### [Brief]
Output all records below verbatim.

### [Working data]

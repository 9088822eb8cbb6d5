//! End-to-end editing sessions against in-memory storage.

use kurbo::Point;
use ownerchart_core::export::{ChartSnapshot, ExportError, ExportFormat, ExportJob, SnapshotRenderer};
use ownerchart_core::form::EntityForm;
use ownerchart_core::model::{EntityKind, Relation};
use ownerchart_core::snap::SnapMode;
use ownerchart_core::storage::MemoryStorage;
use ownerchart_core::{PointerEvent, PointerTarget, Store, ViewState, handle_pointer};

struct CountingRenderer;

impl SnapshotRenderer for CountingRenderer {
    fn render(&self, snapshot: &ChartSnapshot, _format: ExportFormat) -> Result<Vec<u8>, ExportError> {
        Ok(vec![snapshot.boxes.len() as u8, snapshot.lines.len() as u8])
    }
}

#[test]
fn add_owner_drag_and_reload() {
    let storage = MemoryStorage::new();
    let mut store = Store::open(&storage);
    assert_eq!(store.entities().len(), 4);

    let form = EntityForm::with("Jane Doe", "JD001", EntityKind::Person);
    let id = store.add_entity(&form, Some(("1", Relation::Owner))).unwrap();
    assert_eq!(store.entity(&id).unwrap().position, Point::new(400.0, 150.0));
    let link = store.connections_of(&id).next().unwrap();
    assert_eq!((link.from.as_str(), link.to.as_str(), link.percentage), (id.as_str(), "1", 100.0));

    let mut view = ViewState::new(SnapMode::Off);
    view = handle_pointer(
        view,
        PointerEvent::Down {
            position: Point::new(410.0, 160.0),
            target: PointerTarget::Entity(id.clone()),
        },
        &mut store,
    );
    assert!(view.is_dragging(&id));
    view = handle_pointer(view, PointerEvent::Move { position: Point::new(700.0, 1010.0) }, &mut store);
    view = handle_pointer(view, PointerEvent::Up, &mut store);
    assert!(view.dragged_entity().is_none());

    let reopened = Store::open(&storage);
    assert_eq!(reopened.entity(&id).unwrap().position, Point::new(690.0, 1000.0));
    assert_eq!(reopened.connections().len(), 4);
}

#[test]
fn delete_then_export() {
    let storage = MemoryStorage::new();
    let mut store = Store::open(&storage);
    store.delete_entity("1").unwrap();
    // Every sample connection touches Acme
    assert!(store.connections().is_empty());

    let mut job = ExportJob::new();
    job.begin(ExportFormat::Pdf).unwrap();
    job.finish(store.data(), &CountingRenderer);
    let artifact = job.take_artifact().unwrap();
    assert_eq!(artifact.file_name, "ownership-hierarchy.pdf");
    assert_eq!(artifact.bytes, vec![3, 0]);
}

#[test]
fn clear_survives_reload() {
    let storage = MemoryStorage::new();
    let mut store = Store::open(&storage);
    store.clear_all();
    assert!(store.data().is_empty());

    let reopened = Store::open(&storage);
    assert!(reopened.data().is_empty());

    let mut job = ExportJob::new();
    job.begin(ExportFormat::Png).unwrap();
    job.finish(reopened.data(), &CountingRenderer);
    assert_eq!(job.take_artifact(), None);
}

#[test]
fn snap_preference_survives_reload() {
    let storage = MemoryStorage::new();
    let view = ViewState::restore(&storage);
    assert_eq!(view.snap_mode, SnapMode::On);

    let view = view.toggle_snap(&storage).unwrap();
    assert_eq!(view.snap_mode, SnapMode::Off);
    assert_eq!(ViewState::restore(&storage).snap_mode, SnapMode::Off);
}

### [Reply to the task]
repository 9088822eb8cbb6d5
//! End-to-end editing sessions against in-memory storage.

use kurbo::Point;
use ownerchart_core::export::{ChartSnapshot, ExportError, ExportFormat, ExportJob, SnapshotRenderer};
use ownerchart_core::form::EntityForm;
use ownerchart_core::model::{EntityKind, Relation};
use ownerchart_core::snap::SnapMode;
use ownerchart_core::storage::MemoryStorage;
use ownerchart_core::{PointerEvent, PointerTarget, Store, ViewState, handle_pointer};

struct CountingRenderer;

impl SnapshotRenderer for CountingRenderer {
    fn render(&self, snapshot: &ChartSnapshot, _format: ExportFormat) -> Result<Vec<u8>, ExportError> {
        Ok(vec![snapshot.boxes.len() as u8, snapshot.lines.len() as u8])
    }
}

#[test]
fn add_owner_drag_and_reload() {
    let storage = MemoryStorage::new();
    let mut store = Store::open(&storage);
    assert_eq!(store.entities().len(), 4);

    let form = EntityForm::with("Jane Doe", "JD001", EntityKind::Person);
    let id = store.add_entity(&form, Some(("1", Relation::Owner))).unwrap();
    assert_eq!(store.entity(&id).unwrap().position, Point::new(400.0, 150.0));
    let link = store.connections_of(&id).next().unwrap();
    assert_eq!((link.from.as_str(), link.to.as_str(), link.percentage), (id.as_str(), "1", 100.0));

    let mut view = ViewState::new(SnapMode::Off);
    view = handle_pointer(
        view,
        PointerEvent::Down {
            position: Point::new(410.0, 160.0),
            target: PointerTarget::Entity(id.clone()),
        },
        &mut store,
    );
    assert!(view.is_dragging(&id));
    view = handle_pointer(view, PointerEvent::Move { position: Point::new(700.0, 1010.0) }, &mut store);
    view = handle_pointer(view, PointerEvent::Up, &mut store);
    assert!(view.dragged_entity().is_none());

    let reopened = Store::open(&storage);
    assert_eq!(reopened.entity(&id).unwrap().position, Point::new(690.0, 1000.0));
    assert_eq!(reopened.connections().len(), 4);
}

#[test]
fn delete_then_export() {
    let storage = MemoryStorage::new();
    let mut store = Store::open(&storage);
    store.delete_entity("1").unwrap();
    // Every sample connection touches Acme
    assert!(store.connections().is_empty());

    let mut job = ExportJob::new();
    job.begin(ExportFormat::Pdf).unwrap();
    job.finish(store.data(), &CountingRenderer);
    let artifact = job.take_artifact().unwrap();
    assert_eq!(artifact.file_name, "ownership-hierarchy.pdf");
    assert_eq!(artifact.bytes, vec![3, 0]);
}

#[test]
fn clear_survives_reload() {
    let storage = MemoryStorage::new();
    let mut store = Store::open(&storage);
    store.clear_all();
    assert!(store.data().is_empty());

    let reopened = Store::open(&storage);
    assert!(reopened.data().is_empty());

    let mut job = ExportJob::new();
    job.begin(ExportFormat::Png).unwrap();
    job.finish(reopened.data(), &CountingRenderer);
    assert_eq!(job.take_artifact(), None);
}

#[test]
fn snap_preference_survives_reload() {
    let storage = MemoryStorage::new();
    let view = ViewState::restore(&storage);
    assert_eq!(view.snap_mode, SnapMode::On);

    let view = view.toggle_snap(&storage).unwrap();
    assert_eq!(view.snap_mode, SnapMode::Off);
    assert_eq!(ViewState::restore(&storage).snap_mode, SnapMode::Off);
}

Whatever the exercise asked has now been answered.